We know that air cargo carriers and freight forwarders have been some of the stronger performers during 2017. This performance is anticipated to continue, but growth is expected to moderate at some point in the near term. The three behemoths, FedEx, United Parcel Service and DHL Group have benefited strongly through June 2017.
There could be an increase for air freight from the recent flood damage in Texas; while hurricane weather wreaked havoc on flights, the aftermath of issues for surface transportation should lead to air cargo increases. Investors should be focused on the sustainability of demand and pricing over the near term.
Container Shipping Lines
Source: Alphaliner – Top 100 Operated Fleets
Pricing for spot market container rates have remained in a downtrend since the peak in mid-January, per the Shanghai Containerized Freight Index (SCFI). However, since late-July, rates have improved strongly through mid-August.
Year-over-year (YoY), the Shanghai to West Coast average spot rate was up over 30 percent; to the East Coast, average spot rates were up greater than 40 percent. Asia to Europe average spot rates were up greater than 30 percent. The trans-Atlantic trade also remained mixed, with outbound to Europe up double digits.

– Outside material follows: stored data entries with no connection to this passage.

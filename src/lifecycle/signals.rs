//! OS signal handling.
//!
//! # Responsibilities
//! - Wait for SIGTERM/SIGINT and turn them into a shutdown
//! - Reopen the log file on SIGUSR1
//!
//! # Design Decisions
//! - Uses Tokio's signal handling (async-safe)
//! - A handler that cannot be installed is logged, not fatal

use tokio::task::JoinHandle;
use tokio_util::sync::CancellationToken;

use crate::observability::LogHandle;

/// Resolve on SIGINT (Ctrl+C) or SIGTERM.
pub async fn shutdown_signal() {
    let ctrl_c = async {
        if let Err(e) = tokio::signal::ctrl_c().await {
            tracing::error!(error = %e, "Failed to listen for Ctrl+C");
            std::future::pending::<()>().await;
        }
    };

    #[cfg(unix)]
    let terminate = async {
        use tokio::signal::unix::{signal, SignalKind};
        match signal(SignalKind::terminate()) {
            Ok(mut sigterm) => {
                sigterm.recv().await;
            }
            Err(e) => {
                tracing::error!(error = %e, "Failed to install SIGTERM handler");
                std::future::pending::<()>().await;
            }
        }
    };

    #[cfg(not(unix))]
    let terminate = std::future::pending::<()>();

    tokio::select! {
        _ = ctrl_c => tracing::info!("Received SIGINT, shutting down"),
        _ = terminate => tracing::info!("Received SIGTERM, shutting down"),
    }
}

/// Reopen the log file on every SIGUSR1 until `token` is cancelled.
#[cfg(unix)]
pub fn spawn_log_rotation(log: LogHandle, token: CancellationToken) -> JoinHandle<()> {
    use tokio::signal::unix::{signal, SignalKind};

    tokio::spawn(async move {
        let mut sigusr1 = match signal(SignalKind::user_defined1()) {
            Ok(sigusr1) => sigusr1,
            Err(e) => {
                tracing::error!(error = %e, "Failed to install SIGUSR1 handler");
                return;
            }
        };

        loop {
            tokio::select! {
                _ = token.cancelled() => break,
                received = sigusr1.recv() => {
                    if received.is_none() {
                        break;
                    }
                    tracing::info!("Received SIGUSR1, reopening log file");
                    if let Err(e) = log.reopen() {
                        tracing::error!(error = %e, "Failed to reopen log file");
                    }
                }
            }
        }
    })
}

#[cfg(not(unix))]
pub fn spawn_log_rotation(_log: LogHandle, token: CancellationToken) -> JoinHandle<()> {
    tokio::spawn(async move { token.cancelled().await })
}
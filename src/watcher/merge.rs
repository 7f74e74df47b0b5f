//! Multi-provider configuration merging.
//!
//! Pure and deterministic: the same provider map always yields the same
//! merged configuration, and nothing here touches shared state.

use tracing::{debug, error, warn};

use crate::config::dynamic::{
    Configuration, Configurations, HttpConfiguration, TcpConfiguration, TlsConfiguration,
    TlsOptions, UdpConfiguration, ACME_TLS_ALPN_PROVIDER, ACME_TLS_ALPN_STORE, DEFAULT_TLS_NAME,
};
use crate::watcher::model::apply_model;

/// Qualify an element name with its provider: `name@provider`.
pub fn qualified_name(provider: &str, name: &str) -> String {
    format!("{}@{}", name, provider)
}

/// Qualify a reference unless it already names a provider.
pub fn qualify_reference(provider: &str, reference: &str) -> String {
    if reference.contains('@') {
        reference.to_string()
    } else {
        qualified_name(provider, reference)
    }
}

/// Merge every provider configuration into one namespaced configuration.
///
/// Routers that declare no entry points receive `default_entry_points`
/// (HTTP routers only when they also have no parent). The literal `default`
/// TLS store and options stay unqualified; when several providers define
/// one, it is dropped rather than picked arbitrarily.
pub fn merge_configuration(
    configurations: &Configurations,
    default_entry_points: &[String],
) -> Configuration {
    let mut http = HttpConfiguration::default();
    let mut tcp = TcpConfiguration::default();
    let mut udp = UdpConfiguration::default();
    let mut tls = TlsConfiguration::default();

    let mut default_store_providers: Vec<&str> = Vec::new();
    let mut default_options_providers: Vec<&str> = Vec::new();

    for (provider, conf) in configurations {
        let provider = provider.as_str();

        if let Some(src) = &conf.http {
            merge_http(provider, src, default_entry_points, &mut http);
        }

        if let Some(src) = &conf.tcp {
            merge_tcp(provider, src, default_entry_points, &mut tcp);
        }

        if let Some(src) = &conf.udp {
            for (name, router) in &src.routers {
                let mut router = router.clone();
                if router.entry_points.is_empty() {
                    router.entry_points = default_entry_points.to_vec();
                }
                udp.routers.insert(qualified_name(provider, name), router);
            }
            for (name, service) in &src.services {
                udp.services
                    .insert(qualified_name(provider, name), service.clone());
            }
        }

        if let Some(src) = &conf.tls {
            for cert in &src.certificates {
                if cert.stores.iter().any(|s| s == ACME_TLS_ALPN_STORE)
                    && provider != ACME_TLS_ALPN_PROVIDER
                {
                    debug!(
                        provider = %provider,
                        "Skipping certificate targeting the ACME TLS-ALPN store"
                    );
                    continue;
                }
                tls.certificates.push(cert.clone());
            }

            for (name, store) in &src.stores {
                if name == DEFAULT_TLS_NAME {
                    default_store_providers.push(provider);
                    tls.stores.insert(name.clone(), store.clone());
                    continue;
                }
                tls.stores
                    .insert(qualified_name(provider, name), store.clone());
            }

            for (name, options) in &src.options {
                if name == DEFAULT_TLS_NAME {
                    default_options_providers.push(provider);
                    tls.options.insert(name.clone(), options.clone());
                    continue;
                }
                tls.options
                    .insert(qualified_name(provider, name), options.clone());
            }
        }
    }

    if default_store_providers.len() > 1 {
        error!(
            providers = ?default_store_providers,
            "Default TLS store defined by multiple providers, ignoring all of them"
        );
        tls.stores.remove(DEFAULT_TLS_NAME);
    }

    if default_options_providers.is_empty() {
        tls.options
            .insert(DEFAULT_TLS_NAME.to_string(), TlsOptions::default());
    } else if default_options_providers.len() > 1 {
        warn!(
            providers = ?default_options_providers,
            "Default TLS options defined by multiple providers, ignoring all of them"
        );
        tls.options.remove(DEFAULT_TLS_NAME);
    }

    apply_model(Configuration {
        http: Some(http),
        tcp: Some(tcp),
        udp: Some(udp),
        tls: Some(tls),
    })
}

fn merge_http(
    provider: &str,
    src: &HttpConfiguration,
    default_entry_points: &[String],
    dst: &mut HttpConfiguration,
) {
    for (name, router) in &src.routers {
        let mut router = router.clone();
        if router.entry_points.is_empty() && router.parent_refs.is_empty() {
            debug!(
                router = %name,
                provider = %provider,
                entry_points = ?default_entry_points,
                "No entry point defined, using default entry points"
            );
            router.entry_points = default_entry_points.to_vec();
        }
        router.parent_refs = router
            .parent_refs
            .iter()
            .map(|r| qualify_reference(provider, r))
            .collect();
        dst.routers.insert(qualified_name(provider, name), router);
    }
    for (name, middleware) in &src.middlewares {
        dst.middlewares
            .insert(qualified_name(provider, name), middleware.clone());
    }
    for (name, service) in &src.services {
        dst.services
            .insert(qualified_name(provider, name), service.clone());
    }
    for (name, model) in &src.models {
        dst.models.insert(qualified_name(provider, name), model.clone());
    }
    for (name, transport) in &src.servers_transports {
        dst.servers_transports
            .insert(qualified_name(provider, name), transport.clone());
    }
}

fn merge_tcp(
    provider: &str,
    src: &TcpConfiguration,
    default_entry_points: &[String],
    dst: &mut TcpConfiguration,
) {
    for (name, router) in &src.routers {
        let mut router = router.clone();
        if router.entry_points.is_empty() {
            debug!(
                router = %name,
                provider = %provider,
                entry_points = ?default_entry_points,
                "No entry point defined, using default entry points"
            );
            router.entry_points = default_entry_points.to_vec();
        }
        dst.routers.insert(qualified_name(provider, name), router);
    }
    for (name, middleware) in &src.middlewares {
        dst.middlewares
            .insert(qualified_name(provider, name), middleware.clone());
    }
    for (name, service) in &src.services {
        dst.services
            .insert(qualified_name(provider, name), service.clone());
    }
    for (name, model) in &src.models {
        dst.models.insert(qualified_name(provider, name), model.clone());
    }
    for (name, transport) in &src.servers_transports {
        dst.servers_transports
            .insert(qualified_name(provider, name), transport.clone());
    }
}
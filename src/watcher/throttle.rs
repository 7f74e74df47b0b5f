//! Per-provider update throttling.
//!
//! Leading edge with trailing coalesce: the first message of a quiet
//! provider goes through at once, anything arriving during the following
//! window overwrites a single slot, and only the newest one is forwarded
//! when the window closes.

use std::time::Duration;

use tokio::sync::{mpsc, watch};
use tokio::task::JoinHandle;
use tokio_util::sync::CancellationToken;
use tracing::debug;

use crate::config::Message;

/// Handle to one provider's throttle worker.
pub struct ProviderThrottle {
    slot: watch::Sender<Option<Message>>,
    handle: JoinHandle<()>,
}

impl ProviderThrottle {
    /// Spawn the forwarding task for `provider`.
    pub fn spawn(
        provider: String,
        throttle: Duration,
        out: mpsc::Sender<Message>,
        token: CancellationToken,
    ) -> Self {
        let (slot, rx) = watch::channel(None);
        let handle = tokio::spawn(forward(provider, throttle, rx, out, token));
        Self { slot, handle }
    }

    /// Replace whatever is waiting in the slot. Never blocks.
    pub fn push(&self, message: Message) {
        self.slot.send_replace(Some(message));
    }

    pub fn is_finished(&self) -> bool {
        self.handle.is_finished()
    }
}

async fn forward(
    provider: String,
    throttle: Duration,
    mut slot: watch::Receiver<Option<Message>>,
    out: mpsc::Sender<Message>,
    token: CancellationToken,
) {
    loop {
        tokio::select! {
            _ = token.cancelled() => break,
            changed = slot.changed() => {
                if changed.is_err() {
                    break;
                }
            }
        }

        let Some(message) = slot.borrow_and_update().clone() else {
            continue;
        };

        tokio::select! {
            _ = token.cancelled() => break,
            sent = out.send(message) => {
                if sent.is_err() {
                    break;
                }
            }
        }

        if !throttle.is_zero() {
            tokio::select! {
                _ = token.cancelled() => break,
                _ = tokio::time::sleep(throttle) => {}
            }
        }
    }

    debug!(provider = %provider, "Throttle worker stopped");
}

#[cfg(test)]
mod tests {
    use super::*;
    use crate::config::dynamic::{Configuration, HttpConfiguration, Router};

    fn message(rule: &str) -> Message {
        let mut http = HttpConfiguration::default();
        http.routers.insert(
            "r".into(),
            Router {
                rule: rule.into(),
                ..Default::default()
            },
        );
        Message::new(
            "p",
            Configuration {
                http: Some(http),
                ..Default::default()
            },
        )
    }

    fn rule_of(msg: &Message) -> String {
        msg.configuration.as_ref().unwrap().http.as_ref().unwrap().routers["r"]
            .rule
            .clone()
    }

    #[tokio::test]
    async fn first_message_forwarded_immediately() {
        let (tx, mut rx) = mpsc::channel(10);
        let token = CancellationToken::new();
        let throttle =
            ProviderThrottle::spawn("p".into(), Duration::from_secs(60), tx, token.clone());

        throttle.push(message("one"));
        let got = tokio::time::timeout(Duration::from_millis(500), rx.recv())
            .await
            .expect("leading edge should not wait for the window")
            .unwrap();
        assert_eq!(rule_of(&got), "one");
        token.cancel();
    }

    #[tokio::test]
    async fn burst_coalesces_to_last() {
        let (tx, mut rx) = mpsc::channel(10);
        let token = CancellationToken::new();
        let throttle =
            ProviderThrottle::spawn("p".into(), Duration::from_millis(200), tx, token.clone());

        for i in 0..10 {
            throttle.push(message(&format!("v{}", i)));
            tokio::time::sleep(Duration::from_millis(5)).await;
        }

        let mut received = Vec::new();
        let deadline = tokio::time::Instant::now() + Duration::from_millis(800);
        while let Ok(Some(msg)) = tokio::time::timeout_at(deadline, rx.recv()).await {
            received.push(rule_of(&msg));
        }

        assert!(!received.is_empty() && received.len() <= 10);
        assert_eq!(received.first().unwrap(), "v0");
        assert_eq!(received.last().unwrap(), "v9");
        token.cancel();
    }

    #[tokio::test]
    async fn stops_on_cancel() {
        let (tx, _rx) = mpsc::channel(10);
        let token = CancellationToken::new();
        let throttle =
            ProviderThrottle::spawn("p".into(), Duration::from_millis(10), tx, token.clone());
        token.cancel();
        tokio::time::sleep(Duration::from_millis(50)).await;
        assert!(throttle.is_finished());
    }
}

The most important focus for global container shipping lines is the threat of renewed capacity growth. CMA CGM has signed a letter of intent for an order of nine new 22,000 TEU ships. New reports have surfaced regarding Mediterranean Shipping Company [MSC] planning to order 11 ships at 22,000 TEUs apiece. If capacity growth heats up again, pricing could suffer.
North America Seaports
Expectations for July’s top North America seaport TEU performance are for robust results. Initial seaport numbers have been strong. The total business inventories to sales ratio has not dropped as some have expected, but it has not risen to all-time 2016 highs either. Macroeconomic trends have not provided perfectly clear indicators, but it appears that peak-season shipping will be strong.
On the positive side, the seaports of Los Angeles and Long Beach have reported lower emissions despite increasing volume growth in 2017. As for the Jones Act, container vessels on the West Coast serving California will need to be compliant by 2020 through the use of hybrid diesel-LNG engines.
North America Cross-Border Trade
The iShares MSCI Mexico Capped (EWW) was up by 170 bps for the week. The index continues to outperform the iShares MSCI Canada ETF (EWC). The Mexico index is now up 31 percent for the year versus the 6 percent result for the Canadian index - which was also a 170-bps increase.
Now that the North America Free Trade Agreement (NAFTA) renegotiation talks have begun, the focus has shifted on whether consensus can be achieved. My inclination is to expect these negotiations to be drawn out as the Trump administration will likely continue to push for more aggressive outcomes. However, tangible results will probably lead to less extreme changes.
Market volatility, while seemingly lower than some recent past economic cycles, is very much a real factor for the near term. Markets remain in a bull cycle, and as a result, despite the geopolitical uncertainties, they continue to return to their long-standing positive trend.
Transport fundamentals continue to sustain strong performance and/or push higher. Investors should remember that these trends are lagging indicators, so they are not an indication of how the future should play out. Nonetheless, positive performance continues, yet transports continue to experience greater volatility.
Disclosure: I am/we are long DPSGY, FDX, MATX, XPO, KSU, GBX, ALK, HUBG.
I wrote this article myself, and it expresses my own opinions. I am not receiving compensation for it (other than from Seeking Alpha). I have no business relationship with any company whose stock is mentioned in this article.